SUPPLIED RECORDS: Begin

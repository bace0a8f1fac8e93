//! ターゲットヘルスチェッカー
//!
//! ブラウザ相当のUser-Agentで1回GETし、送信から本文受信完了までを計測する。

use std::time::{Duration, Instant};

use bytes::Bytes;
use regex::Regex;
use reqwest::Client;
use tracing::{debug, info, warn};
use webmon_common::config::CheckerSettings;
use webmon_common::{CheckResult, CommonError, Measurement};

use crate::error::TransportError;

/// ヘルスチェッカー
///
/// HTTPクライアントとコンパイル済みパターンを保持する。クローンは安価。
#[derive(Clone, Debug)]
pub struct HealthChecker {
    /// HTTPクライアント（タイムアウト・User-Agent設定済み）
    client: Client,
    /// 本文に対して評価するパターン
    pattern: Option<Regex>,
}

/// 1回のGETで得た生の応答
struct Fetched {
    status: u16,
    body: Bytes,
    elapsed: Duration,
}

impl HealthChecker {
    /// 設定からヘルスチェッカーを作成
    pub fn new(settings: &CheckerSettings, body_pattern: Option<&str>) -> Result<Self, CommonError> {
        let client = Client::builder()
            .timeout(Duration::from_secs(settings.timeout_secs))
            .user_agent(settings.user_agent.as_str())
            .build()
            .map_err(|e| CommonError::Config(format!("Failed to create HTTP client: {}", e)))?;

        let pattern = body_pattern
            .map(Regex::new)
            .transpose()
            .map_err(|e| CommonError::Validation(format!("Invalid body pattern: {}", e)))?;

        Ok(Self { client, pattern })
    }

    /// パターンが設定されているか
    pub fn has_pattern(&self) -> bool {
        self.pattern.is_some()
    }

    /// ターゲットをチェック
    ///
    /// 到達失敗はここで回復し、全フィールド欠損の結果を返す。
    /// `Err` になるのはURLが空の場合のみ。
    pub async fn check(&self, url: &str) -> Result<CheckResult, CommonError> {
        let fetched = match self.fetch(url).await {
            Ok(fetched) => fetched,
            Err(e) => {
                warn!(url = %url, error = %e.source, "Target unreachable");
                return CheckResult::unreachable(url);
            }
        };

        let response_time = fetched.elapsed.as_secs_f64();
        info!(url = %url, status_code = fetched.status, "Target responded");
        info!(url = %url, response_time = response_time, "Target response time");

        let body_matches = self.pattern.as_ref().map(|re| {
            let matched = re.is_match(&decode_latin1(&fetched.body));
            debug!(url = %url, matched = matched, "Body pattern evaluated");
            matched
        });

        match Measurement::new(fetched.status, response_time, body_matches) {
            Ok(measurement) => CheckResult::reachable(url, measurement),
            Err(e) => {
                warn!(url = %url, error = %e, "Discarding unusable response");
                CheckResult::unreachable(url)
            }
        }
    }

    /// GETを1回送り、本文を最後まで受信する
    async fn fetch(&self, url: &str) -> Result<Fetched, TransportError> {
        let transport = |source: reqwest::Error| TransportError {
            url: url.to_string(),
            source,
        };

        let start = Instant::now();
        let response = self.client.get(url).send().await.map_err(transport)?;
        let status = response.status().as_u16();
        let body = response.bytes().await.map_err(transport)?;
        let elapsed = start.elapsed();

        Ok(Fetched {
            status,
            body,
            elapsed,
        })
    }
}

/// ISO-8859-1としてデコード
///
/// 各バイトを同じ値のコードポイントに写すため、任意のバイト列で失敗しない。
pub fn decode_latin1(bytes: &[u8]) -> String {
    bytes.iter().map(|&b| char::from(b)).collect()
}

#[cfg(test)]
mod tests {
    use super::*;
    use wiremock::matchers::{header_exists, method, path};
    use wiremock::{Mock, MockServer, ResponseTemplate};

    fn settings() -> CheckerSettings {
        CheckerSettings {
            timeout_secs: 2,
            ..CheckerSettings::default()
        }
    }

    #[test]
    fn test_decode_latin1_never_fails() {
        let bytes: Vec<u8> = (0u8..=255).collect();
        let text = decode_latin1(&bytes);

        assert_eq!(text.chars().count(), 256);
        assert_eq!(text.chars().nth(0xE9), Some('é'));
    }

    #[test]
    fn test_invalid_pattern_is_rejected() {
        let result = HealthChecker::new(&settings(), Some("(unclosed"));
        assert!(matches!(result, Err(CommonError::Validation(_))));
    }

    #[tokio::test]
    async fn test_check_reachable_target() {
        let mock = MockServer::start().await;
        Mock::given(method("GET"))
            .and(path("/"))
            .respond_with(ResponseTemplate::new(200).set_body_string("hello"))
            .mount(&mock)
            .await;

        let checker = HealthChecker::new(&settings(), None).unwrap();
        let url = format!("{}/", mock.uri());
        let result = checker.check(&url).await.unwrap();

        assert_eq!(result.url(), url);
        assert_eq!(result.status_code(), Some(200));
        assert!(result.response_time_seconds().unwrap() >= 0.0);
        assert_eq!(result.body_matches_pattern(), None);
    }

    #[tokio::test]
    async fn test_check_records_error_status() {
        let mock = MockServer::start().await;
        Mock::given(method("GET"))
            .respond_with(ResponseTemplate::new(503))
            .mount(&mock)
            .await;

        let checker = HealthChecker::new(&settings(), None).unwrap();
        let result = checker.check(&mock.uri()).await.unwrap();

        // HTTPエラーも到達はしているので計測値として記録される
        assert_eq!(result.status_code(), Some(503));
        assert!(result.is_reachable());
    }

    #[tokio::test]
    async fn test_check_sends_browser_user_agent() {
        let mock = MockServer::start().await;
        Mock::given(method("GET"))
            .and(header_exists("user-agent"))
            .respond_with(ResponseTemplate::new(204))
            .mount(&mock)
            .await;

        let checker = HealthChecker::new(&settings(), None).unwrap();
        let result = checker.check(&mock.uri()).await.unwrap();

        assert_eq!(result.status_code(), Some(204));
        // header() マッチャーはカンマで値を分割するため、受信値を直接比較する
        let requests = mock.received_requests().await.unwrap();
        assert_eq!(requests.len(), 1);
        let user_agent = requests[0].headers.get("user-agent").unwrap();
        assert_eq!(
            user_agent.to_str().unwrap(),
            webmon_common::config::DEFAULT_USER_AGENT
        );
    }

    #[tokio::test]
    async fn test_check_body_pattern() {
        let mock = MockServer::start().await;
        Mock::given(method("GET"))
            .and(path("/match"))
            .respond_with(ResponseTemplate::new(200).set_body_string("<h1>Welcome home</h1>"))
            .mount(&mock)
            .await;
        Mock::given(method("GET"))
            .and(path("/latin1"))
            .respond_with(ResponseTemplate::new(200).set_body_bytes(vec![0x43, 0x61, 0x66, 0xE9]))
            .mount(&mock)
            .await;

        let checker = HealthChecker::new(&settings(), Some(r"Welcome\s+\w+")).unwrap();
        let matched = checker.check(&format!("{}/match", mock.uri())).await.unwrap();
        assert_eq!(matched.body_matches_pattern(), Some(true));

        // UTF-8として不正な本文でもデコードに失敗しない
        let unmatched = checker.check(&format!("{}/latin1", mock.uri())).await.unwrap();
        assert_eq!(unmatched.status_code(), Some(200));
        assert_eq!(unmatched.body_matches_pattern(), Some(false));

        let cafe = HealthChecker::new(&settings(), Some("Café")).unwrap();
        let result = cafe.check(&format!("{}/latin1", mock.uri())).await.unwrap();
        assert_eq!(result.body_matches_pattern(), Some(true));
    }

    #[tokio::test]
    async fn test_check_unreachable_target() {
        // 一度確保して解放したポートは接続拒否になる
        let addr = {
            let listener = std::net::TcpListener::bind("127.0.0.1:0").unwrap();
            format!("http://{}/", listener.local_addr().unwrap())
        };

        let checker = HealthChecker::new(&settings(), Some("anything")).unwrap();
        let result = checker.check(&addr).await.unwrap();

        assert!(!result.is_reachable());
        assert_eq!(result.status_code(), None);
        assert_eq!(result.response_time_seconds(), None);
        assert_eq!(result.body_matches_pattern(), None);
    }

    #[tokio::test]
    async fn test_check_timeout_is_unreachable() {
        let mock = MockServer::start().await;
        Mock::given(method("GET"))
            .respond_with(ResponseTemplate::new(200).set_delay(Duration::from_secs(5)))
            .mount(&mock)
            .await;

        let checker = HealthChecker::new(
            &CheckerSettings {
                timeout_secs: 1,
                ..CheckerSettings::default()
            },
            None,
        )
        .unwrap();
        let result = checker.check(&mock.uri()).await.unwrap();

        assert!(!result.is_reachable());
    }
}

SUPPLIED RECORDS: End

◆ TASK DESCRIPTION
Show the lines in the entries above that include the string "source".

◆ RESPONSE BOX
                warn!(url = %url, error = %e.source, "Target unreachable");
        let transport = |source: reqwest::Error| TransportError {
            source,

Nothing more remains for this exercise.